# L'Ami pulled up at Cheltenham



## JJ1987 (15 March 2011)

Just wondering if anyone knows why L'Ami was pulled up during the cross country race at 4pm at Cheltenham?


----------



## Taffyhorse (15 March 2011)

The commentary said they thought he was injured but didn't give any further details. 

Hope its not serious if he is injured...


----------



## Nailed (15 March 2011)

Quolibet  also pulled up but looked lame so hope thats not too bad either.

Lou x


----------



## TelH (15 March 2011)

He landed dodgy after one of the fences and was pulled up injured. I have seen one unconfirmed report that he is ok but nothing definite so far. My friends were at Sedgefield today and witnessed a first fence fatality in one of the races


----------



## alliersv1 (15 March 2011)

I've wondered this elsewhere.
Couldn't see anything obviously wrong.
Someone on RP has said that it has been reported elsewhere that he is OK. I hope they are right. He's a favourite of mine.


----------



## alliersv1 (15 March 2011)

TelH said:



			He landed dodgy after one of the fences and was pulled up injured. I have seen one unconfirmed report that he is ok but nothing definite so far. My friends were at Sedgefield today and witnessed a first fence fatality in one of the races 

Click to expand...

Saw that too. Was it definitely a fatality?  I saw the screens were still up on circuit two.
There's another place I go that was speculating to that effect, but weren't sure.

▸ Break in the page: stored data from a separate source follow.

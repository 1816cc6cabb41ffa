use std::sync::Arc;

use async_trait::async_trait;
use chrono::{DateTime, Utc};
use dashmap::DashMap;
use futures_util::{SinkExt, StreamExt};
use serde::Serialize;
use serde_json::Value;
use tokio::net::{TcpListener, TcpStream};
use tokio::sync::mpsc::{UnboundedSender, unbounded_channel};
use tokio_tungstenite::{accept_async, tungstenite::Message as WsMsg};
use tokio_util::sync::CancellationToken;
use tracing::{debug, info, warn};
use uuid::Uuid;

use crate::error::{AdmissionError, TransportDeliveryError};
use crate::fanout::{LogPublisher, ResultPublisher};
use crate::job::{CommandChainRequest, JobStatusRecord};
use crate::service::JobService;

/// Frames the server writes to a connection.
#[derive(Debug, Serialize)]
#[serde(tag = "type", rename_all = "lowercase", rename_all_fields = "camelCase")]
pub enum OutboundFrame<'a> {
    Accepted {
        id: String,
        enqueued_at: DateTime<Utc>,
    },
    Error {
        message: String,
    },
    Result {
        connection_id: &'a str,
        result: &'a JobStatusRecord,
    },
    Log {
        connection_id: &'a str,
        job_id: &'a str,
        line: &'a str,
    },
}

impl OutboundFrame<'_> {
    fn to_message(&self) -> Result<WsMsg, serde_json::Error> {
        Ok(WsMsg::Text(serde_json::to_string(self)?.into()))
    }
}

/// Open connections by connection id.
#[derive(Default)]
pub struct SocketHub {
    connections: DashMap<String, UnboundedSender<WsMsg>>,
}

impl SocketHub {
    pub fn new() -> Self {
        Self::default()
    }

    pub fn is_connected(&self, connection_id: &str) -> bool {
        self.connections.contains_key(connection_id)
    }

    pub fn connection_count(&self) -> usize {
        self.connections.len()
    }

    fn register(&self, connection_id: &str, sender: UnboundedSender<WsMsg>) {
        self.connections.insert(connection_id.to_string(), sender);
    }

    fn unregister(&self, connection_id: &str) {
        self.connections.remove(connection_id);
    }

    fn send(&self, connection_id: &str, frame: &OutboundFrame<'_>) -> Result<(), TransportDeliveryError> {
        let msg = frame
            .to_message()
            .map_err(|e| TransportDeliveryError::new("socket", e.to_string()))?;
        let sender = self
            .connections
            .get(connection_id)
            .ok_or_else(|| TransportDeliveryError::new("socket", format!("connection `{connection_id}` is gone")))?;
        sender
            .send(msg)
            .map_err(|_| TransportDeliveryError::new("socket", format!("connection `{connection_id}` is closing")))
    }
}

/// Delivers results and log lines to the connection named by the job's
/// callback id. Jobs without a callback id are skipped.
pub struct SocketPublisher {
    hub: Arc<SocketHub>,
}

impl SocketPublisher {
    pub fn new(hub: Arc<SocketHub>) -> Self {
        Self { hub }
    }
}

#[async_trait]
impl LogPublisher for SocketPublisher {
    fn name(&self) -> &str {
        "socket"
    }

    async fn publish_log(
        &self,
        callback_id: Option<&str>,
        job_id: &str,
        line: &str,
    ) -> Result<(), TransportDeliveryError> {
        let Some(connection_id) = callback_id else {
            return Ok(());
        };
        self.hub.send(connection_id, &OutboundFrame::Log { connection_id, job_id, line })
    }
}

#[async_trait]
impl ResultPublisher for SocketPublisher {
    fn name(&self) -> &str {
        "socket"
    }

    async fn publish_result(
        &self,
        callback_id: Option<&str>,
        result: &JobStatusRecord,
    ) -> Result<(), TransportDeliveryError> {
        let Some(connection_id) = callback_id else {
            return Ok(());
        };
        self.hub.send(connection_id, &OutboundFrame::Result { connection_id, result })
    }
}

/// Accepts WebSocket connections until `shutdown` fires.
pub async fn serve(
    listener: TcpListener,
    hub: Arc<SocketHub>,
    service: Arc<JobService>,
    shutdown: CancellationToken,
) -> anyhow::Result<()> {
    info!(addr = %listener.local_addr()?, "socket transport listening");
    loop {
        tokio::select! {
            _ = shutdown.cancelled() => break,
            accepted = listener.accept() => match accepted {
                Ok((stream, peer)) => {
                    debug!(%peer, "socket connection accepted");
                    tokio::spawn(handle_connection(
                        stream,
                        Arc::clone(&hub),
                        Arc::clone(&service),
                        shutdown.clone(),
                    ));
                }
                Err(e) => warn!("socket accept failed: {e}"),
            }
        }
    }
    Ok(())
}

async fn handle_connection(
    stream: TcpStream,
    hub: Arc<SocketHub>,
    service: Arc<JobService>,
    shutdown: CancellationToken,
) {
    let ws_stream = match accept_async(stream).await {
        Ok(ws) => ws,
        Err(e) => {
            warn!("WebSocket handshake failed: {e}");
            return;
        }
    };
    let connection_id = Uuid::new_v4().to_string();
    let (mut write, mut read) = ws_stream.split();
    let (tx_out, mut rx_out) = unbounded_channel();
    hub.register(&connection_id, tx_out.clone());
    info!(%connection_id, "socket client connected");

    loop {
        tokio::select! {
            _ = shutdown.cancelled() => break,
            msg = read.next() => match msg {
                Some(Ok(WsMsg::Text(txt))) => {
                    let reply = match submit_frame(&service, &connection_id, &txt).await {
                        Ok(ticket) => OutboundFrame::Accepted { id: ticket.id, enqueued_at: ticket.enqueued_at },
                        Err(e) => OutboundFrame::Error { message: e.to_string() },
                    };
                    match reply.to_message() {
                        Ok(frame) => {
                            let _ = tx_out.send(frame);
                        }
                        Err(e) => warn!(%connection_id, "reply not encodable: {e}"),
                    }
                }
                Some(Ok(WsMsg::Close(_))) | None => break,
                Some(Ok(_)) => {}
                Some(Err(e)) => {
                    debug!(%connection_id, "socket read failed: {e}");
                    break;
                }
            },
            frame = rx_out.recv() => match frame {
                Some(frame) => {
                    if let Err(e) = write.send(frame).await {
                        debug!(%connection_id, "socket write failed: {e}");
                        break;
                    }
                }
                None => break,
            }
        }
    }

    hub.unregister(&connection_id);
    let _ = write.close().await;
    info!(%connection_id, "socket client disconnected");
}

async fn submit_frame(
    service: &JobService,
    connection_id: &str,
    text: &str,
) -> Result<crate::queue::JobTicket, AdmissionError> {
    let mut body: Value = serde_json::from_str(text).map_err(|e| AdmissionError::Malformed(e.to_string()))?;
    if let Value::Object(map) = &mut body {
        map.entry("callbackConnectionId")
            .or_insert_with(|| Value::String(connection_id.to_string()));
    }
    let request = CommandChainRequest::from_json(body)?;
    service.submit(request).await
}

#[cfg(test)]
mod tests {
    use super::*;
    use crate::job::JobState;
    use serde_json::json;

    fn record() -> JobStatusRecord {
        JobStatusRecord {
            id: "job-7".into(),
            status: JobState::Succeeded,
            commands: vec!["a".into()],
            outcomes: vec![None],
            requested_by: None,
            enqueued_at: Utc::now(),
            started_at: None,
            finished_at: None,
        }
    }

    #[test]
    fn frames_carry_a_type_tag_and_camel_case_fields() {
        let log = serde_json::to_value(OutboundFrame::Log { connection_id: "c1", job_id: "j1", line: "hi" }).unwrap();
        assert_eq!(log, json!({"type": "log", "connectionId": "c1", "jobId": "j1", "line": "hi"}));

        let rec = record();
        let result = serde_json::to_value(OutboundFrame::Result { connection_id: "c1", result: &rec }).unwrap();
        assert_eq!(result["type"], "result");
        assert_eq!(result["result"]["id"], "job-7");
        assert_eq!(result["result"]["status"], "succeeded");
    }

    #[tokio::test]
    async fn publisher_routes_to_the_callback_connection() {
        let hub = Arc::new(SocketHub::new());
        let (tx, mut rx) = unbounded_channel();
        hub.register("c1", tx);
        let publisher = SocketPublisher::new(Arc::clone(&hub));

        publisher.publish_log(Some("c1"), "job-7", "line one").await.unwrap();
        publisher.publish_result(Some("c1"), &record()).await.unwrap();
        // no callback: nothing to do
        publisher.publish_log(None, "job-7", "dropped").await.unwrap();

        let WsMsg::Text(first) = rx.recv().await.unwrap() else { panic!("expected text") };
        assert!(first.contains("\"line\":\"line one\""));
        let WsMsg::Text(second) = rx.recv().await.unwrap() else { panic!("expected text") };
        assert!(second.contains("\"type\":\"result\""));
        assert!(rx.try_recv().is_err());

        hub.unregister("c1");
        assert!(publisher.publish_log(Some("c1"), "job-7", "late").await.is_err());
    }
}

After yesterday we need some good days I think


----------



## oldvic (15 March 2011)

Connections of L'Ami told a friend he was ok. Pulled up a little lame behind but not too bad. A great shame particularly as he looked so well before the race.


----------



## TelH (15 March 2011)

alliersv1 said:



			Saw that too. Was it definitely a fatality?  I saw the screens were still up on circuit two.
There's another place I go that was speculating to that effect, but weren't sure.

After yesterday we need some good days I think 

Click to expand...

My friends said yes it was  They go to Sedgefield every time racing is on there.

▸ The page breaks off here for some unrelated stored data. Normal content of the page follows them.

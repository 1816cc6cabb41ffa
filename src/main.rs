use clap::Parser;

use chainops::config::{ConfigManager, EnvConfigManager};

mod cli;

use cli::{Cli, CliContext, default_command, execute};

#[tokio::main]
async fn main() -> anyhow::Result<()> {
    let cli = Cli::parse();
    let env_file = cli.root.join("config/.env");
    let context = CliContext::new(cli.root.clone(), ConfigManager(EnvConfigManager::new(env_file)));
    execute(context, cli.command.unwrap_or_else(default_command)).await
}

I heard that yesterday there were a total of 4 fatalities   We definitely need some good days. On a happier note Ruby had a great day today, here's hoping he brings Kauto home in front on Friday, that would lift everyone's spirits


----------



## JJ1987 (15 March 2011)

Thanks for that oldvic ~ thought there'd be someone on here who'd have some connections lol..excellent riding by the jockey to pull up so quick ~ could have been worse if allowed to run on. Again, a shame cos he looked like running a good race up til this point


----------



## The Virgin Dubble (15 March 2011)

TelH said:



			here's hoping he brings Kauto home in front on Friday, that would lift everyone's spirits 

Click to expand...

Errm, it wouldn't raise my spirits!  

I'd be happy to see him come in 2nd though, behind The Tank.


----------



## Mrs B (15 March 2011)

Dubs said:



			Errm, it wouldn't raise my spirits!  

I'd be happy to see him come in 2nd though, behind The Tank. 

Click to expand...

Why's that, Dubs? I must say, you hide your partiality very well... It's just those subtle little touches that give the game away


----------



## Wishful (15 March 2011)

The jockey really had to work to pull him up!  Bet he was a git for the vet to examine - it's amazing how the jockeys can feel a problem before the horse really notices it (and before their action is visibly impaired)!


----------



## MurphysMinder (15 March 2011)

Dubs said:



			Errm, it wouldn't raise my spirits!  

I'd be happy to see him come in 2nd though, behind The Tank. 

Click to expand...

That makes 2 of us!


----------



## alliersv1 (16 March 2011)

oldvic said:



			Connections of L'Ami told a friend he was ok. Pulled up a little lame behind but not too bad. A great shame particularly as he looked so well before the race.
		
Click to expand...

Brilliant. Thanks for that. 



TelH said:



			My friends said yes it was  They go to Sedgefield every time racing is on there.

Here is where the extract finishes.